I have always respected Boston Acoustics, as a company who makes a wide variety of speakers, in various price ranges, of very good quality. This system, seems to have those roots and traits.

Boston Acoustics Classic CS 2310 5.1 Speaker System Reviewed

* By: Sean Killebrew
* - Reviewer's System

* Category:
* Audio Reviews, Bookshelf Speaker Reviews, Equipment Reviews

* Resources & Links:
* Bookshelf Speaker Reviews
* , Boston Acoustics


* April 20, 2009

've been a fan of Boston Acoustics since the mid-80's, when my Mom actually came home with a pair of massive floor-standers that (according to the salesman at Circuit City) could be found behind the screen in some movie theaters.

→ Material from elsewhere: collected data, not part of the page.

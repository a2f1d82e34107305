//! # Audit Query Handlers
//!
//! Read-only views over the append-only audit trail: by correlation id,
//! by run id, and the most recent events.

use axum::extract::{Path, State};
use axum::Json;
use chrono::{DateTime, Utc};
use serde::Serialize;
use tracing::debug;
use utoipa::ToSchema;

use crate::error::ApiError;
use crate::models::ingestion_audit;
use crate::repositories::AuditRepository;
use crate::server::AppState;

const RECENT_LIMIT: u64 = 100;

/// One audit event as exposed by the API.
#[derive(Debug, Serialize, ToSchema)]
#[serde(rename_all = "camelCase")]
pub struct AuditEventDto {
    pub audit_id: i64,
    pub run_id: Option<i64>,
    pub request_id: Option<String>,
    pub request_source: String,
    pub event_type: String,
    pub message: Option<String>,
    pub occurred_at: DateTime<Utc>,
}

impl From<ingestion_audit::Model> for AuditEventDto {
    fn from(model: ingestion_audit::Model) -> Self {
        Self {
            audit_id: model.audit_id,
            run_id: model.run_id,
            request_id: model.request_id,
            request_source: model.request_source,
            event_type: model.event_type,
            message: model.message,
            occurred_at: model.occurred_at,
        }
    }
}

/// Full lifecycle of one request, oldest event first.
#[derive(Debug, Serialize, ToSchema)]
#[serde(rename_all = "camelCase")]
pub struct AuditTrailDto {
    pub request_id: String,
    pub event_count: usize,
    pub first_event: DateTime<Utc>,
    pub last_event: DateTime<Utc>,
    pub events: Vec<AuditEventDto>,
}

/// Audit trail for one correlation id.
#[utoipa::path(
    get,
    path = "/internal/audit/request/{request_id}",
    params(("request_id" = String, Path, description = "Correlation id")),
    responses(
        (status = 200, description = "Audit trail", body = AuditTrailDto),
        (status = 404, description = "No events for this request id"),
    ),
    tag = "audit"
)]
pub async fn by_request(
    State(state): State<AppState>,
    Path(request_id): Path<String>,
) -> Result<Json<AuditTrailDto>, ApiError> {
    debug!(request_id, "Querying audit trail");

    let audits = AuditRepository::new(state.db.clone())
        .trail_by_request_id(&request_id)
        .await?;

    if audits.is_empty() {
        return Err(ApiError::not_found(format!(
            "No audit trail found for request {request_id}"
        )));
    }

    let first_event = audits[0].occurred_at;
    let last_event = audits[audits.len() - 1].occurred_at;
    let events: Vec<AuditEventDto> = audits.into_iter().map(AuditEventDto::from).collect();

    Ok(Json(AuditTrailDto {
        request_id,
        event_count: events.len(),
        first_event,
        last_event,
        events,
    }))
}

/// Audit events for one ingestion run.
#[utoipa::path(
    get,
    path = "/internal/audit/run/{run_id}",
    params(("run_id" = i64, Path, description = "Run id")),
    responses(
        (status = 200, description = "Events for the run", body = [AuditEventDto]),
        (status = 404, description = "No events for this run"),
    ),
    tag = "audit"
)]
pub async fn by_run(
    State(state): State<AppState>,
    Path(run_id): Path<i64>,
) -> Result<Json<Vec<AuditEventDto>>, ApiError> {
    debug!(run_id, "Querying audit trail by run");

    let audits = AuditRepository::new(state.db.clone())
        .trail_by_run_id(run_id)
        .await?;

    if audits.is_empty() {
        return Err(ApiError::not_found(format!(
            "No audit events found for run {run_id}"
        )));
    }

    Ok(Json(audits.into_iter().map(AuditEventDto::from).collect()))
}

/// The last 100 events across all requests, newest first.
#[utoipa::path(
    get,
    path = "/internal/audit/recent",
    responses(
        (status = 200, description = "Most recent events", body = [AuditEventDto])
    ),
    tag = "audit"
)]
pub async fn recent(
    State(state): State<AppState>,
) -> Result<Json<Vec<AuditEventDto>>, ApiError> {
    let audits = AuditRepository::new(state.db.clone())
        .recent(RECENT_LIMIT)
        .await?;
    Ok(Json(audits.into_iter().map(AuditEventDto::from).collect()))
}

Flash forward some 25 years and now I'm listening to another impressive set of Boston's, these of the 5.1 surround sound variety and retailing for an affordable $850. The set includes two pairs of CS 23 satellites for the front/rear, the CS 223C center channel and the CS Sub 10 subwoofer.

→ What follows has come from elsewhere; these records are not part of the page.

//! Integration tests for the curated upsert stores: skip-on-conflict,
//! in-batch dedup, and the dual tmp/fallback strategies.

use chrono::{TimeZone, Utc};
use rust_decimal::Decimal;
use sea_orm::EntityTrait;
use std::str::FromStr;

use sipsa_ingest::models::{city_price, monthly_supply, weekly_wholesale};
use sipsa_ingest::repositories::{
    CityPriceRepository, MonthlySupplyRepository, WeeklyWholesaleRepository,
};

#[path = "test_utils/mod.rs"]
mod test_utils;
use test_utils::setup_test_db;

fn city_row(reg_id: i64, cod_producto: i64, producto: &str) -> city_price::Model {
    city_price::Model {
        id: 0,
        reg_id,
        ciudad: Some("Bogota".to_string()),
        cod_producto,
        producto: Some(producto.to_string()),
        fecha_captura: Utc.with_ymd_and_hms(2026, 1, 2, 19, 25, 0).unwrap(),
        fecha_creacion: None,
        precio_promedio: Decimal::from_str("2350.50").ok(),
        enviado: None,
        fecha_ingestion: None,
        ingestion_run_id: 1,
    }
}

fn weekly_row(tmp_id: Option<i64>, arti_id: i64, fuen_id: i64) -> weekly_wholesale::Model {
    weekly_wholesale::Model {
        id: 0,
        tmp_mayo_sem_id: tmp_id,
        arti_id,
        arti_nombre: Some("Cebolla".to_string()),
        fuen_id,
        fuen_nombre: Some("Corabastos".to_string()),
        futi_id: Some(1),
        fecha_ini: Utc.with_ymd_and_hms(2026, 1, 5, 5, 0, 0).unwrap(),
        fecha_creacion: None,
        minimo_kg: None,
        maximo_kg: None,
        promedio_kg: Decimal::from_str("980.00").ok(),
        enviado: None,
        last_updated: None,
        ingestion_run_id: 1,
    }
}

fn supply_row(tmp_id: Option<i64>, arti_id: i64, fuen_id: i64) -> monthly_supply::Model {
    monthly_supply::Model {
        id: 0,
        tmp_abas_mes_id: tmp_id,
        arti_id,
        arti_nombre: Some("Papa".to_string()),
        fuen_id,
        fuen_nombre: Some("Cenabastos".to_string()),
        futi_id: Some(3),
        fecha_mes_ini: Utc.with_ymd_and_hms(2026, 1, 1, 5, 0, 0).unwrap(),
        fecha_creacion: None,
        cantidad_ton: Decimal::from_str("152.30").ok(),
        enviado: None,
        fecha_ingestion: None,
        ingestion_run_id: 1,
    }
}

#[tokio::test]
async fn second_application_of_a_batch_inserts_nothing() {
    let db = setup_test_db().await;
    let repo = CityPriceRepository::new(db.clone());

    let batch = vec![city_row(1, 10, "Papa"), city_row(2, 10, "Yuca")];
    let first = repo.flush(batch.clone()).await.unwrap();
    assert_eq!(first.inserted, 2);
    assert_eq!(first.skipped, 0);

    let second = repo.flush(batch).await.unwrap();
    assert_eq!(second.inserted, 0);
    assert_eq!(second.skipped, 2);

    let rows = city_price::Entity::find().all(&db).await.unwrap();
    assert_eq!(rows.len(), 2);
}

#[tokio::test]
async fn in_batch_duplicates_keep_the_last_occurrence() {
    let db = setup_test_db().await;
    let repo = CityPriceRepository::new(db.clone());

    let outcome = repo
        .flush(vec![
            city_row(1, 10, "first value"),
            city_row(1, 10, "last value"),
        ])
        .await
        .unwrap();
    assert_eq!(outcome.inserted, 1);
    assert_eq!(outcome.skipped, 0);

    let rows = city_price::Entity::find().all(&db).await.unwrap();
    assert_eq!(rows.len(), 1);
    assert_eq!(rows[0].producto.as_deref(), Some("last value"));
}

#[tokio::test]
async fn flush_stamps_ingestion_timestamp() {
    let db = setup_test_db().await;
    let repo = CityPriceRepository::new(db.clone());

    let before = Utc::now();
    repo.flush(vec![city_row(7, 70, "Papa")]).await.unwrap();

    let rows = city_price::Entity::find().all(&db).await.unwrap();
    let stamped = rows[0].fecha_ingestion.expect("stamped at flush time");
    assert!(stamped >= before);
}

#[tokio::test]
async fn empty_batch_is_a_no_op() {
    let db = setup_test_db().await;
    let repo = CityPriceRepository::new(db.clone());

    let outcome = repo.flush(Vec::new()).await.unwrap();
    assert_eq!(outcome.inserted, 0);
    assert_eq!(outcome.skipped, 0);
}

#[tokio::test]
async fn weekly_tmp_branch_keeps_first_occurrence_and_skips_existing() {
    let db = setup_test_db().await;
    let repo = WeeklyWholesaleRepository::new(db.clone());

    let first = repo
        .flush_tmp(vec![
            weekly_row(Some(100), 1, 40),
            weekly_row(Some(100), 2, 41),
            weekly_row(Some(200), 3, 42),
        ])
        .await
        .unwrap();
    assert_eq!(first.inserted, 2);
    assert_eq!(first.skipped, 1);

    let again = repo.flush_tmp(vec![weekly_row(Some(200), 3, 42)]).await.unwrap();
    assert_eq!(again.inserted, 0);
    assert_eq!(again.skipped, 1);

    let rows = weekly_wholesale::Entity::find().all(&db).await.unwrap();
    assert_eq!(rows.len(), 2);
    // First occurrence of tmp id 100 won.
    let kept = rows
        .iter()
        .find(|r| r.tmp_mayo_sem_id == Some(100))
        .expect("tmp 100 present");
    assert_eq!(kept.arti_id, 1);
}

#[tokio::test]
async fn weekly_fallback_branch_dedups_on_business_key() {
    let db = setup_test_db().await;
    let repo = WeeklyWholesaleRepository::new(db.clone());

    let first = repo
        .flush_fallback(vec![weekly_row(None, 5, 40), weekly_row(None, 6, 40)])
        .await
        .unwrap();
    assert_eq!(first.inserted, 2);

    let second = repo
        .flush_fallback(vec![weekly_row(None, 5, 40), weekly_row(None, 7, 40)])
        .await
        .unwrap();
    assert_eq!(second.inserted, 1);
    assert_eq!(second.skipped, 1);

    let rows = weekly_wholesale::Entity::find().all(&db).await.unwrap();
    assert_eq!(rows.len(), 3);
}

#[tokio::test]
async fn supply_branches_are_independent() {
    let db = setup_test_db().await;
    let repo = MonthlySupplyRepository::new(db.clone());

    let tmp = repo
        .flush_tmp(vec![supply_row(Some(900), 1, 40)])
        .await
        .unwrap();
    assert_eq!(tmp.inserted, 1);

    let fallback = repo
        .flush_fallback(vec![supply_row(None, 2, 40), supply_row(None, 2, 40)])
        .await
        .unwrap();
    assert_eq!(fallback.inserted, 1);
    assert_eq!(fallback.skipped, 1);

    let rows = monthly_supply::Entity::find().all(&db).await.unwrap();
    assert_eq!(rows.len(), 2);
}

The system is available in black walnut or cherry vinyl finish (my review sample came in cherry) and while the finish is decent, manufacturers have been stepping up their game in this regard lately, even at the lower price points. Mounting options are plentiful, allowing you to place the speakers on stands, a shelf, or on the wall using the keyhole slots on the rear panel. The CS 23 satellite speakers are diminutive, measuring seven and three quarter inches high by five inches wide by five inches deep. The CS 223C center channel is also quite compact, measuring five inches high by 12 and a half inches wide and a little over four inches deep. The CS Sub 10 measures 15 inches on all sides and weighs 32 pounds, making it quite large compared to many of the subs in other compact 5.1 systems. The satellites feature a three and a half inch copolymer DCD woofer and a one-inch Kortec soft dome tweeter. The center channel features dual three and a half inch copolymer DCD woofers, as well as the same one-inch Kortec tweeter found in the CS 23's. The CS Sub 10 features a 10 inch down-firing DCD woofer, a built-in 100 Watt amp and BassTrac, which has nothing to do with fishing and everything to do with eliminating distortion. The rear panel of the CS Sub 10 includes LFE and line level inputs, volume control, polarity control (which can be set to regular or inverted phase, basically whichever sounds better in your room) and a standard crossover control.

The Hookup
I connected the CS 2310 system to my reference system, a McIntosh MX136 processor and Monster MPA 5150 five-channel amp. I set the front/rear satellites to "small" in the McIntosh setup menu and set the crossover on the CS Sub 10 to 80 Hz. For movies and lossless music, I used my Panasonic DMP-BD55 Blu-ray player with HDMI for video and (due to the lack of audio pass through on the Mac's HDMI inputs), used the 5.1 analog outputs for audio. I placed the center channel just under my Samsung 1080p LCD, stand-mounted the satellites just above ear level and placed the sub in the front left corner of the room. While the Boston's come packaged with speaker wire and a subwoofer cable, which is a nice touch, I opted for higher quality, lower gauge speaker cables in order to glean the best possible performance from the speakers. Speaking of performance, it's fair to say that in most real-world scenarios, people who buy this system will be using an A/V receiver to drive them, rather than $14K worth of high-end separates. That said, the better the source components, the better your chances of hearing all that a speaker system is capable of.

Performance
I began my first listening session with Dolby Digital's new Blu-ray demo disc and ended up spending a good deal of time with it. First up was "Crash Into Me," performed by Dave Matthews and Tim Reynolds (Sony BMG) in lossless Dolby TrueHD. I found the CS 2310's to be both detailed and engaging. In fact, I had to stop myself from singing in order to get back to listening, a good sign indeed. Dave Matthew's voice was clear and highly articulate. The guitar play was detailed and the overall feeling of being in the concert hall was convincing. While the soundstage was a bit narrow, this might be due to the rather large size of my listening room. In a small to mid-sized room the soundstage should open up considerably.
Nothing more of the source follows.